* _Aim of the exercise_: Below are the records; restate word for word the lines from the first through the one containing "let mut matte", and only those.

━━━━━ Provided records ━━━━━

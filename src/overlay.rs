//! Center-image overlay compositing.
//!
//! Pipeline: shrink the overlay preserving aspect ratio, optionally matte
//! it onto a padded background rectangle, then alpha-paste it centered on
//! the QR raster. The matte rectangle pads width and height independently,
//! so non-square overlays keep their shape.
//!
//! Compositing failures are cosmetic by contract: if the overlay cannot be
//! loaded the original QR image is returned unchanged.

use image::RgbaImage;
use image::imageops::{self, FilterType};
use tracing::warn;

use crate::color::Rgb;
use crate::style::{OverlayBackground, OverlaySpec};

/// Composite the overlay named by `spec.path` onto `qr`. `qr_bg` is the QR
/// background color, used when the matte mode is `match`.
pub fn composite(qr: &RgbaImage, spec: &OverlaySpec, qr_bg: Rgb) -> RgbaImage {
    match image::open(spec.path.trim()) {
        Ok(img) => composite_loaded(qr, &img.to_rgba8(), spec, qr_bg),
        Err(err) => {
            warn!(path = %spec.path, %err, "failed to load overlay image, keeping plain QR");
            qr.clone()
        }
    }
}

/// Composite an already-loaded overlay. Split out so the numeric policy is
/// testable without touching the filesystem.
pub fn composite_loaded(
    qr: &RgbaImage,
    overlay: &RgbaImage,
    spec: &OverlaySpec,
    qr_bg: Rgb,
) -> RgbaImage {
    let (qr_w, qr_h) = qr.dimensions();
    let max_side = qr_w * spec.clamped_percent() / 100;
    if max_side == 0 || overlay.width() == 0 || overlay.height() == 0 {
        warn!("degenerate overlay dimensions, keeping plain QR");
        return qr.clone();
    }

    let overlay = shrink_to_fit(overlay, max_side);

    let composed = match spec.background {
        OverlayBackground::None => overlay,
        OverlayBackground::Match | OverlayBackground::Custom => {
            let pad = spec.padding_px;
            let color = match spec.background {
                OverlayBackground::Match => qr_bg,
                _ => spec.background_color,
            };
            let bg_w = overlay.width() + 2 * pad;
            let bg_h = overlay.height() + 2 * pad;
            let mut matte = RgbaImage::from_pixel(bg_w, bg_h, color.rgba());
            imageops::overlay(&mut matte, &overlay, pad as i64, pad as i64);
            matte
        }
    };

    let mut out = qr.clone();
    let x = (qr_w as i64 - composed.width() as i64) / 2;
    let y = (qr_h as i64 - composed.height() as i64) / 2;
    imageops::overlay(&mut out, &composed, x, y);
    out
}

/// Resize preserving aspect ratio so the longest side is at most
/// `max_side`. Never upscales.
fn shrink_to_fit(img: &RgbaImage, max_side: u32) -> RgbaImage {
    let (w, h) = img.dimensions();
    let longest = w.max(h);
    if longest <= max_side {
        return img.clone();
    }
    let scale = max_side as f64 / longest as f64;
    let nw = ((w as f64 * scale).round() as u32).clamp(1, max_side);
    let nh = ((h as f64 * scale).round() as u32).clamp(1, max_side);
    imageops::resize(img, nw, nh, FilterType::Lanczos3)
}

#[cfg(test)]
mod tests {
    use super::*;
    use crate::color::{self, WHITE};
    use image::Rgba;

    fn spec(percent: u32, background: OverlayBackground, padding: u32) -> OverlaySpec {
        OverlaySpec {
            path: String::new(),
            size_percent: percent,
            background,
            background_color: color::BLACK,
            padding_px: padding,
        }
    }

    fn solid(w: u32, h: u32, px: [u8; 4]) -> RgbaImage {
        RgbaImage::from_pixel(w, h, Rgba(px))
    }

    #[test]
    fn shrink_caps_longest_side() {
        let img = solid(500, 250, [10, 10, 10, 255]);
        let out = shrink_to_fit(&img, 80);
        assert_eq!(out.width(), 80);
        assert_eq!(out.height(), 40);
    }

    #[test]
    fn shrink_never_upscales() {
        let img = solid(30, 20, [10, 10, 10, 255]);
        let out = shrink_to_fit(&img, 80);
        assert_eq!(out.dimensions(), (30, 20));
    }

    #[test]
    fn overlay_respects_twenty_percent_budget() {
        let qr = solid(400, 400, WHITE.rgba().0);
        let big = solid(600, 600, [200, 0, 0, 255]);
        let s = spec(20, OverlayBackground::None, 0);
        let max = 400 * 20 / 100;
        let shrunk = shrink_to_fit(&big, 400 * s.clamped_percent() / 100);
        assert!(shrunk.width().max(shrunk.height()) <= max);
        let out = composite_loaded(&qr, &big, &s, WHITE);
        assert_eq!(out.dimensions(), (400, 400));
    }

    #[test]
    fn overlay_is_centered_within_one_pixel() {
        let qr = solid(401, 401, WHITE.rgba().0);
        let logo = solid(100, 60, [200, 0, 0, 255]);
        let s = spec(50, OverlayBackground::None, 0);
        let out = composite_loaded(&qr, &logo, &s, WHITE);

        // Locate the painted bounding box.
        let mut min = (u32::MAX, u32::MAX);
        let mut max = (0, 0);
        for (x, y, p) in out.enumerate_pixels() {
            if p.0 == [200, 0, 0, 255] {
                min = (min.0.min(x), min.1.min(y));
                max = (max.0.max(x), max.1.max(y));
            }
        }
        let expect_x = (401 - 100) / 2;
        let expect_y = (401 - 60) / 2;
        assert!((min.0 as i64 - expect_x as i64).abs() <= 1);
        assert!((min.1 as i64 - expect_y as i64).abs() <= 1);
        assert_eq!(max.0 - min.0 + 1, 100);
        assert_eq!(max.1 - min.1 + 1, 60);
    }

    #[test]
    fn matte_pads_width_and_height_independently() {
        let qr = solid(400, 400, WHITE.rgba().0);
        let logo = solid(80, 40, [0, 200, 0, 255]);
        let s = spec(50, OverlayBackground::Custom, 10);
        let out = composite_loaded(&qr, &logo, &s, WHITE);

        // The matte is 100x60 black, centered; its corner pixel is black.
        let matte_x = (400 - 100) / 2;
        let matte_y = (400 - 60) / 2;
        assert_eq!(out.get_pixel(matte_x, matte_y).0, [0, 0, 0, 255]);
        // Logo sits inside the matte at the padding offset.
        assert_eq!(out.get_pixel(matte_x + 10, matte_y + 10).0, [0, 200, 0, 255]);
        // Outside the matte the QR is untouched.
        assert_eq!(out.get_pixel(10, 10).0, WHITE.rgba().0);
    }

    #[test]
    fn transparent_overlay_lets_qr_show_through() {
        let qr = solid(200, 200, WHITE.rgba().0);
        let mut logo = solid(40, 40, [0, 0, 0, 0]);
        logo.put_pixel(20, 20, Rgba([5, 5, 5, 255]));
        let s = spec(50, OverlayBackground::None, 0);
        let out = composite_loaded(&qr, &logo, &s, WHITE);
        // Fully transparent pixels leave the QR untouched.
        assert_eq!(out.get_pixel(85, 85).0, WHITE.rgba().0);
        assert_eq!(out.get_pixel(100, 100).0, [5, 5, 5, 255]);
    }

    #[test]
    fn unreadable_overlay_path_returns_qr_unchanged() {
        let qr = solid(120, 120, WHITE.rgba().0);
        let s = OverlaySpec {
            path: "/nonexistent/logo.png".into(),
            size_percent: 20,
            background: OverlayBackground::Match,
            background_color: color::BLACK,
            padding_px: 4,
        };
        let out = composite(&qr, &s, WHITE);
        assert_eq!(out, qr);
    }
}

━━━━━

* _Output of the exercise_:
filename src/overlay.rs
//! Center-image overlay compositing.
//!
//! Pipeline: shrink the overlay preserving aspect ratio, optionally matte
//! it onto a padded background rectangle, then alpha-paste it centered on
//! the QR raster. The matte rectangle pads width and height independently,
//! so non-square overlays keep their shape.
//!
//! Compositing failures are cosmetic by contract: if the overlay cannot be
//! loaded the original QR image is returned unchanged.

use image::RgbaImage;
use image::imageops::{self, FilterType};
use tracing::warn;

use crate::color::Rgb;
use crate::style::{OverlayBackground, OverlaySpec};

/// Composite the overlay named by `spec.path` onto `qr`. `qr_bg` is the QR
/// background color, used when the matte mode is `match`.
pub fn composite(qr: &RgbaImage, spec: &OverlaySpec, qr_bg: Rgb) -> RgbaImage {
    match image::open(spec.path.trim()) {
        Ok(img) => composite_loaded(qr, &img.to_rgba8(), spec, qr_bg),
        Err(err) => {
            warn!(path = %spec.path, %err, "failed to load overlay image, keeping plain QR");
            qr.clone()
        }
    }
}

/// Composite an already-loaded overlay. Split out so the numeric policy is
/// testable without touching the filesystem.
pub fn composite_loaded(
    qr: &RgbaImage,
    overlay: &RgbaImage,
    spec: &OverlaySpec,
    qr_bg: Rgb,
) -> RgbaImage {
    let (qr_w, qr_h) = qr.dimensions();
    let max_side = qr_w * spec.clamped_percent() / 100;
    if max_side == 0 || overlay.width() == 0 || overlay.height() == 0 {
        warn!("degenerate overlay dimensions, keeping plain QR");
        return qr.clone();
    }

    let overlay = shrink_to_fit(overlay, max_side);

    let composed = match spec.background {
        OverlayBackground::None => overlay,
        OverlayBackground::Match | OverlayBackground::Custom => {
            let pad = spec.padding_px;
            let color = match spec.background {
                OverlayBackground::Match => qr_bg,
                _ => spec.background_color,
            };
            let bg_w = overlay.width() + 2 * pad;
            let bg_h = overlay.height() + 2 * pad;
            let mut matte = RgbaImage::from_pixel(bg_w, bg_h, color.rgba());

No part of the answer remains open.